Other factors—aeration and growth rate

A. niger generally features an indirect relation between pellet compactness and aeration rate. However, using a 1:1 oxygen/air mixture leads to dense growth and increased hyphal branching (Prosser and Tough 1991). Krull et al. (2013) state that A. niger pellets derived from high aeration rates have overall a much larger structure and have unstructured and irregular outer sections. Low aeration results in rather compact peripheral structures. By comparison, it was found that agitation effects are less severe.

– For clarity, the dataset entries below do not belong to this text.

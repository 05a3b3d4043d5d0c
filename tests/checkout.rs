mod common;

use assert_fs::TempDir;
use common::{
    head_commit_id, init_repository_dir, read_file, run_strata, write_file,
};
use predicates::prelude::*;
use pretty_assertions::assert_eq;
use rstest::rstest;

fn second_commit(dir: &std::path::Path) -> (String, String) {
    let first = head_commit_id(dir);

    write_file(dir, "1.txt", "uno");
    run_strata(dir, &["add", "1.txt"]).assert().success();
    run_strata(dir, &["commit", "-m", "Second"]).assert().success();

    (first, head_commit_id(dir))
}

#[rstest]
fn checking_out_a_commit_restores_byte_identical_content(init_repository_dir: TempDir) {
    let (first, second) = second_commit(init_repository_dir.path());
    assert_eq!(read_file(init_repository_dir.path(), "1.txt"), "uno");

    run_strata(init_repository_dir.path(), &["checkout", &first])
        .assert()
        .success()
        .stdout(predicate::str::contains("detached HEAD"));

    assert_eq!(read_file(init_repository_dir.path(), "1.txt"), "one");
    assert_eq!(head_commit_id(init_repository_dir.path()), first);

    run_strata(init_repository_dir.path(), &["checkout", "main"])
        .assert()
        .success()
        .stdout(predicate::str::contains("Switched to branch 'main'"));

    assert_eq!(read_file(init_repository_dir.path(), "1.txt"), "uno");
    assert_eq!(head_commit_id(init_repository_dir.path()), second);
}

#[rstest]
fn checkout_b_creates_and_switches_to_a_branch(init_repository_dir: TempDir) {
    let head = head_commit_id(init_repository_dir.path());

    run_strata(init_repository_dir.path(), &["checkout", "-b", "dev"])
        .assert()
        .success()
        .stdout(predicate::str::contains("Created new branch 'dev'"));

    assert_eq!(
        read_file(init_repository_dir.path(), ".strata/HEAD"),
        "ref: refs/heads/dev\n"
    );
    assert_eq!(
        read_file(init_repository_dir.path(), ".strata/refs/heads/dev").trim(),
        head
    );
}

#[rstest]
fn uncommitted_changes_block_the_switch(init_repository_dir: TempDir) {
    run_strata(init_repository_dir.path(), &["branch", "dev"])
        .assert()
        .success();
    write_file(init_repository_dir.path(), "1.txt", "dirty");

    run_strata(init_repository_dir.path(), &["checkout", "dev"])
        .assert()
        .failure()
        .stderr(predicate::str::contains("uncommitted changes"));

    run_strata(init_repository_dir.path(), &["checkout", "--force", "dev"])
        .assert()
        .success();
    assert_eq!(read_file(init_repository_dir.path(), "1.txt"), "one");
}

#[rstest]
fn checkout_clears_the_staging_area(init_repository_dir: TempDir) {
    run_strata(init_repository_dir.path(), &["branch", "dev"])
        .assert()
        .success();
    write_file(init_repository_dir.path(), "1.txt", "staged edit");
    run_strata(init_repository_dir.path(), &["add", "1.txt"])
        .assert()
        .success();

    run_strata(init_repository_dir.path(), &["checkout", "--force", "dev"])
        .assert()
        .success();

    let index = read_file(init_repository_dir.path(), ".strata/index.json");
    assert!(index.contains("\"staged_files\": {}"));
}

#[rstest]
fn unknown_targets_are_reported(init_repository_dir: TempDir) {
    run_strata(init_repository_dir.path(), &["checkout", "nowhere"])
        .assert()
        .failure()
        .stderr(predicate::str::contains("branch or commit 'nowhere' not found"));
}
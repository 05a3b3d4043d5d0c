use crate::commands::open_repository;
use anyhow::Result;
use colored::Colorize;

pub fn create(name: &str) -> Result<()> {
    let repository = open_repository()?;
    let outcome = repository.create_branch(name)?;

    println!(
        "Created branch '{}' at {}",
        outcome.name.to_string().green(),
        outcome.at
    );
    Ok(())
}

pub fn delete(name: &str) -> Result<()> {
    let repository = open_repository()?;
    let outcome = repository.delete_branch(name)?;

    println!("Deleted branch '{}'", outcome.name.to_string().red());
    Ok(())
}

pub fn rename(old: &str, new: &str) -> Result<()> {
    let repository = open_repository()?;
    let outcome = repository.rename_branch(old, new)?;

    println!("Renamed branch '{}' to '{}'", outcome.old, outcome.new);
    if outcome.head_followed {
        println!("HEAD now points at '{}'", outcome.new.to_string().cyan());
    }
    Ok(())
}

pub fn list() -> Result<()> {
    let repository = open_repository()?;
    let outcome = repository.list_branches()?;

    if outcome.branches.is_empty() {
        println!("No branches yet");
        return Ok(());
    }

    println!("{}", "Branches:".bold());
    for branch in &outcome.branches {
        if Some(branch) == outcome.current.as_ref() {
            println!("{} (current)", format!("* {branch}").green());
        } else {
            println!("  {branch}");
        }
    }

    if let Some(head) = &outcome.detached_at {
        println!(
            "\n{}",
            format!("Currently in detached HEAD state at {head}").yellow()
        );
    }

    Ok(())
}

Some Aspergillus species are associated with filamentous morphology at low growth rates and reversibly produce pellets at higher rates (Prosser and Tough 1991). High growth rates in P. chrysogenum cultivations lead to an increase in hyphal branching (Nielsen et al. 1995). Decreasing the specific growth rate was followed by pellet breakage. In addition, hyphal elements were torn away from the surface. Nielsen et al. assume that such pellet breakage happens due to cell lysis within the pellet, which leads to a loss in stability. Posch and Herwig (2014) were able to describe parameter effects on pellet morphology through morphological and physiological bioprocess modelling approaches. In the beginning, high growth rates yield large pellet fractions. If pellet growth reaches a critical level, a transition phase leads to dispersed growth due to increasing pellet erosion and breakage.

Summarising, factors such as agitation and media pH have universal impact on pellet morphology. However, the effect of most factors described in this section only applies to specific species and processes. In general, definite guidelines for morphological alteration or control cannot be given.

Conclusions

Any preference in fungal pellet morphology depends on species and specific task at hand. To timely assess current process morphology, novel techniques like flow cytometry combined with fluorescent staining are convenient. Once desired relations between pellet form and productivity have been established, one can draw from a multitude of options to favourably alter and optimise morphology. Some of these possibilities are summarised in Table 1: in this table, pellet forming species are divided into coagulative or non-coagulative type. Based upon this distinction, preferred pellet morphologies are cited, extended by possible techniques to favourably alter morphology.

From our perspective, modelling approaches involving raw data from morphological classification seem promising to increase process understanding. We envision a combination of timely morphological assessment with specific morphological alteration in order to favourably stir fungal pellet processes towards increased productivity.